The following ingredients have 4 Servings
  • 50 g almond meal/flour
  • 25 g coconut flour
  • 2 tbsp cocoa powder (unsweetened)
  • 4 tbsp granulated sweetener of choice (or more, to taste)
  • 1 tsp baking powder
  • 25 g sugar-free chocolate chips
  • 2 eggs - medium
  • 60 ml almond milk unsweetened (can substitute water)
  • 1 tsp vanilla extract
  • 2 tbsp extra virgin olive oil

Instruction

  • In a bowl mix together all the dry ingredients, except the chocolate chips, with a fork. Use the fork to break up any clumps.
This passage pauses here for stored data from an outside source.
use super::node::{RawNode, Scalar};
use crate::error::ExplorerError;
use serde::Deserialize;
use url::Url;

const LEGACY_HOST: &str = "speckle.xyz";
const CURRENT_HOST: &str = "app.speckle.systems";

/// Layout of the received object graph, decided by the server host.
#[derive(Debug, Clone, Copy, PartialEq, Eq)]
pub enum SchemaVersion {
    /// `speckle.xyz` streams: categories hang directly off the root.
    Legacy,
    /// `app.speckle.systems` projects: categories live under `@Types`.
    Current,
}

impl SchemaVersion {
    /// Picks the schema variant from the host component of `url`.
    pub fn from_url(url: &str) -> Result<Self, ExplorerError> {
        let parsed = Url::parse(url).map_err(|e| ExplorerError::MalformedSourceUrl {
            url: url.to_string(),
            reason: e.to_string(),
        })?;
        let host = parsed.host_str().unwrap_or_default();

        if host.contains(LEGACY_HOST) {
            Ok(SchemaVersion::Legacy)
        } else if host.contains(CURRENT_HOST) {
            Ok(SchemaVersion::Current)
        } else {
            Err(ExplorerError::MalformedSourceUrl {
                url: url.to_string(),
                reason: format!("host '{host}' is not a Speckle server"),
            })
        }
    }

    /// Root member holding the project information block.
    #[must_use]
    pub fn metadata_member(self) -> &'static str {
        match self {
            SchemaVersion::Legacy => "@Projektinformationen",
            SchemaVersion::Current => "@Project Information",
        }
    }
}

/// A named entry of the known-projects registry.
#[derive(Debug, Clone, PartialEq, Eq, Hash, Deserialize)]
pub struct ProjectHandle {
    pub name: String,
    #[serde(rename = "url")]
    pub source_url: String,
}

impl ProjectHandle {
    #[must_use]
    pub fn new(name: impl Into<String>, source_url: impl Into<String>) -> Self {
        Self {
            name: name.into(),
            source_url: source_url.into(),
        }
    }
}

/// Root of one received commit. Never mutated after the fetch.
#[derive(Debug, Clone, PartialEq)]
pub struct CommitGraph {
    pub object_id: String,
    pub schema: SchemaVersion,
    pub root: RawNode,
}

/// Parameter display name to value, in first-seen order.
#[derive(Debug, Clone, Default, PartialEq)]
pub struct ParameterSet {
    entries: Vec<(String, Scalar)>,
}

impl ParameterSet {
    #[must_use]
    pub fn new() -> Self {
        Self::default()
    }

    /// Inserts or overwrites; an overwritten name keeps its position.
    pub fn insert(&mut self, name: impl Into<String>, value: Scalar) {
        let name = name.into();
        match self.entries.iter_mut().find(|(k, _)| *k == name) {
            Some((_, existing)) => *existing = value,
            None => self.entries.push((name, value)),
        }
    }

    #[must_use]
    pub fn get(&self, name: &str) -> Option<&Scalar> {
        self.entries.iter().find(|(k, _)| k == name).map(|(_, v)| v)
    }

    pub fn names(&self) -> impl Iterator<Item = &str> {
        self.entries.iter().map(|(k, _)| k.as_str())
    }

    pub fn iter(&self) -> impl Iterator<Item = (&str, &Scalar)> {
        self.entries.iter().map(|(k, v)| (k.as_str(), v))
    }

    #[must_use]
    pub fn len(&self) -> usize {
        self.entries.len()
    }

    #[must_use]
    pub fn is_empty(&self) -> bool {
        self.entries.is_empty()
    }
}

impl IntoIterator for ParameterSet {
    type Item = (String, Scalar);
    type IntoIter = std::vec::IntoIter<(String, Scalar)>;

    fn into_iter(self) -> Self::IntoIter {
        self.entries.into_iter()
    }
}
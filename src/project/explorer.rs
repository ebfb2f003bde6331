use super::cache::CommitCache;
use super::registry::ProjectRegistry;
use crate::error::{ExplorerError, RegistryError, SourceError};
use crate::extract::element::{extract_parameters, label};
use crate::extract::{
    clean, find_category, list_categories, list_parameter_names, materialize, Category,
};
use crate::model::{CommitGraph, ParameterSet, ProjectHandle, RawNode, SchemaVersion, Table};
use crate::source::{CommitLocator, ModelSource};
use serde_json::Value;
use std::sync::Arc;
use tracing::info;

/// Entry point for UI and agent code: resolves projects, fetches each
/// commit once and serves categories, parameters and cleaned tables.
pub struct Explorer<S> {
    source: S,
    registry: ProjectRegistry,
    cache: Arc<CommitCache>,
    token: Option<String>,
}

impl<S: ModelSource> Explorer<S> {
    #[must_use]
    pub fn new(source: S, registry: ProjectRegistry, cache: Arc<CommitCache>) -> Self {
        Self {
            source,
            registry,
            cache,
            token: None,
        }
    }

    #[must_use]
    pub fn with_token(mut self, token: impl Into<String>) -> Self {
        self.token = Some(token.into());
        self
    }

    #[must_use]
    pub fn source(&self) -> &S {
        &self.source
    }

    #[must_use]
    pub fn registry(&self) -> &ProjectRegistry {
        &self.registry
    }

    #[must_use]
    pub fn cache(&self) -> &Arc<CommitCache> {
        &self.cache
    }

    pub fn register(&mut self, handle: ProjectHandle) -> Result<(), RegistryError> {
        self.registry.register(handle)
    }

    pub fn resolve(&self, name: &str) -> Result<ProjectHandle, ExplorerError> {
        self.registry.resolve(name)
    }

    /// The project's commit, fetched on first use and cached afterwards.
    pub fn fetch_commit(&self, handle: &ProjectHandle) -> Result<Arc<CommitGraph>, ExplorerError> {
        self.cache.get_or_fetch(handle, || self.fetch_uncached(handle))
    }

    /// Drops the cached commit so the next request fetches again.
    pub fn invalidate(&self, handle: &ProjectHandle) -> bool {
        self.cache.invalidate(handle)
    }

    fn fetch_uncached(&self, handle: &ProjectHandle) -> Result<CommitGraph, ExplorerError> {
        let schema = SchemaVersion::from_url(&handle.source_url)?;
        let locator = CommitLocator::parse(&handle.source_url)?;
        info!(project = %handle.name, ?schema, "fetching commit");

        let wrap = |e: SourceError| source_error(handle, e);
        let session = self
            .source
            .authenticate(&locator.server, self.token.as_deref())
            .map_err(wrap)?;
        let object_id = self.source.resolve_commit(&locator, &session).map_err(wrap)?;
        let root = self
            .source
            .receive(locator.stream_id(), &object_id, &session)
            .map_err(wrap)?;

        info!(project = %handle.name, object_id = %object_id, "commit received");
        Ok(CommitGraph {
            object_id,
            schema,
            root,
        })
    }

    pub fn categories(&self, handle: &ProjectHandle) -> Result<Vec<String>, ExplorerError> {
        let graph = self.fetch_commit(handle)?;
        Ok(list_categories(&graph.root))
    }

    /// Sorted parameter names found across the category's elements.
    pub fn parameters(
        &self,
        handle: &ProjectHandle,
        category: &str,
    ) -> Result<Vec<String>, ExplorerError> {
        let graph = self.fetch_commit(handle)?;
        let elements = lookup_category(handle, &graph, category)?;
        list_parameter_names(&elements)
    }

    /// Cleaned table of the category, optionally limited to `parameters`.
    pub fn table(
        &self,
        handle: &ProjectHandle,
        category: &str,
        parameters: Option<&[String]>,
    ) -> Result<Table, ExplorerError> {
        let graph = self.fetch_commit(handle)?;
        let elements = lookup_category(handle, &graph, category)?;
        let table = clean(materialize(&elements, parameters)?);
        info!(
            project = %handle.name,
            category,
            rows = table.row_count(),
            columns = table.column_count(),
            "built table"
        );
        Ok(table)
    }

    /// Project information block: its scalar members followed by its
    /// authoring-tool parameters.
    pub fn project_metadata(&self, handle: &ProjectHandle) -> Result<ParameterSet, ExplorerError> {
        let graph = self.fetch_commit(handle)?;
        let member = graph.schema.metadata_member();
        let missing = || ExplorerError::MetadataMissing {
            project: handle.name.clone(),
            member: member.to_string(),
        };

        let block = graph.root.get(member).ok_or_else(missing)?;
        let record = match block {
            RawNode::List(items) => items.first().ok_or_else(missing)?,
            RawNode::Object(_) => block,
            RawNode::Scalar(_) => return Err(missing()),
        };

        let mut metadata = ParameterSet::new();
        for name in record.dynamic_member_names() {
            if name == "parameters" {
                continue;
            }
            if let Some(value) = record.get(name).and_then(RawNode::as_scalar) {
                metadata.insert(name, value.clone());
            }
        }
        let parameters =
            extract_parameters(record, None).map_err(|e| ExplorerError::UnsupportedElementShape {
                category: member.to_string(),
                element: label(record),
                reason: e.to_string(),
            })?;
        for (name, value) in parameters {
            metadata.insert(name, value);
        }
        Ok(metadata)
    }

    /// The whole commit as a JSON tree, for raw inspection.
    pub fn commit_tree(&self, handle: &ProjectHandle) -> Result<Value, ExplorerError> {
        Ok(self.fetch_commit(handle)?.root.to_json())
    }
}

fn lookup_category<'a>(
    handle: &ProjectHandle,
    graph: &'a CommitGraph,
    category: &'a str,
) -> Result<Category<'a>, ExplorerError> {
    find_category(&graph.root, category)?.ok_or_else(|| ExplorerError::UnknownCategory {
        project: handle.name.clone(),
        category: category.to_string(),
    })
}

fn source_error(handle: &ProjectHandle, error: SourceError) -> ExplorerError {
    let project = handle.name.clone();
    match error {
        SourceError::AuthenticationFailed { server, reason } => {
            ExplorerError::AuthenticationFailed {
                project,
                reason: format!("{server}: {reason}"),
            }
        }
        SourceError::CommitNotFound { reason } => ExplorerError::CommitNotFound { project, reason },
        source => ExplorerError::Source { project, source },
    }
}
Then mix in the wet ingredients and chocolate chips.
  • Scoop the batter into 4 silicone muffin liners or small greased ramekins. Tap the muffins to carefully on the counter several times so that the batter will settle to the bottom of the liners.
  • Add 1 cup of water to the Instant Pot liner. Place the muffins on the metal trivet that came with the Instant Pot, then lower the muffins into the Instant Pot.
  • Close the lid and turn the pressure valve to sealing. Cook the muffins on high pressure using the "manual" or "pressure cook" button for 25 minutes. When they are done cooking let the pressure release naturally for at least 10 minutes before manually releasing the remaining pressure and removing the lid. Let the muffins cool for several minutes and enjoy!